╭─ RECORD SET

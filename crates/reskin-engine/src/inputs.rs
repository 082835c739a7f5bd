//! Capture and audit documents produced outside the pipeline.
//!
//! Both are JSON. Capture lists screens in order with the path of each captured
//! image; audit maps screen ids to improvement strings plus a few global strings.

use camino::{Utf8Path, Utf8PathBuf};
use serde::{Deserialize, Serialize};
use std::collections::{BTreeMap, HashSet};

use reskin_utils::error::ReskinError;

/// Improvements injected into one screen prompt
pub const MAX_IMPROVEMENTS: usize = 5;

/// Global improvements take at most this many of the slots
pub const MAX_GLOBAL_IMPROVEMENTS: usize = 2;

#[derive(Debug, Clone, PartialEq, Eq, Serialize, Deserialize)]
pub struct CapturedScreen {
    pub id: String,
    pub name: String,
    #[serde(default)]
    pub flow: String,
    /// Captured image; absolute after import
    pub source_path: String,
    #[serde(default, skip_serializing_if = "Option::is_none")]
    pub type_hint: Option<String>,
}

#[derive(Debug, Clone, Default, PartialEq, Eq, Serialize, Deserialize)]
pub struct CaptureDocument {
    #[serde(default, skip_serializing_if = "Option::is_none")]
    pub source_url: Option<String>,
    pub screens: Vec<CapturedScreen>,
}

#[derive(Debug, Clone, Default, PartialEq, Eq, Serialize, Deserialize)]
pub struct AuditDocument {
    /// Improvements per screen id, highest priority first
    #[serde(default)]
    pub screens: BTreeMap<String, Vec<String>>,
    /// Improvements that apply across screens
    #[serde(default)]
    pub global: Vec<String>,
}

fn input_error(document: &str, reason: impl Into<String>) -> ReskinError {
    ReskinError::Input {
        document: document.to_string(),
        reason: reason.into(),
    }
}

fn is_valid_screen_id(id: &str) -> bool {
    !id.is_empty()
        && id.len() <= 128
        && !id.starts_with('.')
        && id
            .chars()
            .all(|c| c.is_ascii_alphanumeric() || matches!(c, '-' | '_' | '.'))
}

impl CaptureDocument {
    /// Parse and check a capture document, resolving relative image paths
    /// against `base_dir`.
    pub fn parse(content: &str, base_dir: &Utf8Path) -> Result<Self, ReskinError> {
        let mut doc: Self = serde_json::from_str(content)
            .map_err(|e| input_error("capture", format!("invalid JSON: {e}")))?;

        if doc.screens.is_empty() {
            return Err(input_error("capture", "no screens listed"));
        }

        let mut seen = HashSet::new();
        for screen in &mut doc.screens {
            if !is_valid_screen_id(&screen.id) {
                return Err(input_error(
                    "capture",
                    format!(
                        "screen id '{}' must use only letters, digits, '-', '_' or '.'",
                        screen.id
                    ),
                ));
            }
            if !seen.insert(screen.id.clone()) {
                return Err(input_error("capture", format!("duplicate screen id '{}'", screen.id)));
            }

            let path = Utf8PathBuf::from(&screen.source_path);
            let resolved = if path.is_absolute() { path } else { base_dir.join(path) };
            if !resolved.is_file() {
                return Err(input_error(
                    "capture",
                    format!("screen '{}' image not found at {resolved}", screen.id),
                ));
            }
            screen.source_path = resolved.to_string();
        }
        Ok(doc)
    }

    pub fn load(path: &Utf8Path) -> Result<Option<Self>, ReskinError> {
        load_json(path, "capture")
    }
}

impl AuditDocument {
    /// Parse an audit document, promoting strings that recur on two or more
    /// screens to globals and de-duplicating per-screen lists.
    pub fn parse(content: &str) -> Result<Self, ReskinError> {
        let doc: Self = serde_json::from_str(content)
            .map_err(|e| input_error("audit", format!("invalid JSON: {e}")))?;
        Ok(doc.normalized())
    }

    pub fn load(path: &Utf8Path) -> Result<Option<Self>, ReskinError> {
        load_json(path, "audit")
    }

    fn normalized(self) -> Self {
        let clean = |s: &String| s.trim().to_string();

        let mut global: Vec<String> = Vec::new();
        for g in self.global.iter().map(clean).filter(|s| !s.is_empty()) {
            if !global.contains(&g) {
                global.push(g);
            }
        }

        let mut occurrences: BTreeMap<String, usize> = BTreeMap::new();
        let mut first_seen: Vec<String> = Vec::new();
        for items in self.screens.values() {
            let unique: HashSet<String> = items.iter().map(clean).collect();
            for item in items.iter().map(clean) {
                if unique.contains(&item) && !first_seen.contains(&item) {
                    first_seen.push(item.clone());
                }
            }
            for item in unique {
                *occurrences.entry(item).or_default() += 1;
            }
        }
        for item in first_seen {
            let repeated = occurrences.get(&item).copied().unwrap_or(0) >= 2;
            if !item.is_empty() && repeated && !global.contains(&item) {
                global.push(item);
            }
        }

        let screens = self
            .screens
            .iter()
            .map(|(id, items)| {
                let mut kept: Vec<String> = Vec::new();
                for item in items.iter().map(clean) {
                    if !item.is_empty() && !global.contains(&item) && !kept.contains(&item) {
                        kept.push(item);
                    }
                }
                (id.clone(), kept)
            })
            .collect();

        Self { screens, global }
    }

    /// Prompt injections for one screen: up to two globals first, then the
    /// screen's own strings, five at most.
    #[must_use]
    pub fn improvements_for(&self, screen_id: &str) -> Vec<String> {
        let mut out: Vec<String> = self
            .global
            .iter()
            .take(MAX_GLOBAL_IMPROVEMENTS)
            .cloned()
            .collect();
        if let Some(own) = self.screens.get(screen_id) {
            out.extend(own.iter().cloned());
        }
        out.truncate(MAX_IMPROVEMENTS);
        out
    }
}

fn load_json<T: serde::de::DeserializeOwned>(
    path: &Utf8Path,
    document: &str,
) -> Result<Option<T>, ReskinError> {
    match std::fs::read_to_string(path) {
        Ok(content) => serde_json::from_str(&content)
            .map(Some)
            .map_err(|e| input_error(document, format!("{path}: {e}"))),
        Err(e) if e.kind() == std::io::ErrorKind::NotFound => Ok(None),
        Err(e) => Err(ReskinError::Io(e)),
    }
}

#[cfg(test)]
mod tests {
    use super::*;
    use tempfile::TempDir;

    #[test]
    fn test_capture_parse_resolves_relative_paths() {
        let temp = TempDir::new().unwrap();
        let base = Utf8PathBuf::from_path_buf(temp.path().to_path_buf()).unwrap();
        std::fs::write(base.join("home.png"), b"png").unwrap();

        let doc = CaptureDocument::parse(
            r#"{"screens": [{"id": "home", "name": "Home", "source_path": "home.png"}]}"#,
            &base,
        )
        .unwrap();
        assert_eq!(doc.screens[0].source_path, base.join("home.png").to_string());
        assert_eq!(doc.screens[0].flow, "");
    }

    #[test]
    fn test_capture_rejects_bad_documents() {
        let temp = TempDir::new().unwrap();
        let base = Utf8PathBuf::from_path_buf(temp.path().to_path_buf()).unwrap();
        std::fs::write(base.join("a.png"), b"png").unwrap();

        let missing = CaptureDocument::parse(
            r#"{"screens": [{"id": "a", "name": "A", "source_path": "nope.png"}]}"#,
            &base,
        );
        assert!(missing.unwrap_err().to_string().contains("not found"));

        let dup = CaptureDocument::parse(
            r#"{"screens": [
                {"id": "a", "name": "A", "source_path": "a.png"},
                {"id": "a", "name": "A2", "source_path": "a.png"}
            ]}"#,
            &base,
        );
        assert!(dup.unwrap_err().to_string().contains("duplicate"));

        let bad_id = CaptureDocument::parse(
            r#"{"screens": [{"id": "../etc", "name": "A", "source_path": "a.png"}]}"#,
            &base,
        );
        assert!(bad_id.is_err());

        assert!(CaptureDocument::parse(r#"{"screens": []}"#, &base).is_err());
    }

    #[test]
    fn test_audit_promotes_recurring_strings() {
        let audit = AuditDocument::parse(
            r#"{
                "screens": {
                    "home": ["Increase contrast", "Shorten hero copy"],
                    "list": ["Increase contrast", "Add row hover state"]
                },
                "global": ["Use 8px grid"]
            }"#,
        )
        .unwrap();
        assert_eq!(audit.global, vec!["Use 8px grid", "Increase contrast"]);
        assert_eq!(audit.screens["home"], vec!["Shorten hero copy"]);
    }

    #[test]
    fn test_improvements_cap_and_order() {
        let audit = AuditDocument {
            screens: BTreeMap::from([(
                "home".to_string(),
                (1..=6).map(|i| format!("screen {i}")).collect(),
            )]),
            global: vec!["g1".into(), "g2".into(), "g3".into()],
        };
        let picked = audit.improvements_for("home");
        assert_eq!(picked, vec!["g1", "g2", "screen 1", "screen 2", "screen 3"]);
        assert_eq!(audit.improvements_for("unknown"), vec!["g1", "g2"]);
    }
}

╰─

» **YOUR ASSIGNMENT**:
Write down every line of the data above that includes the string "push".

» **OUTPUT BELOW**:
                global.push(g);
                    first_seen.push(item.clone());
                global.push(item);
                        kept.push(item);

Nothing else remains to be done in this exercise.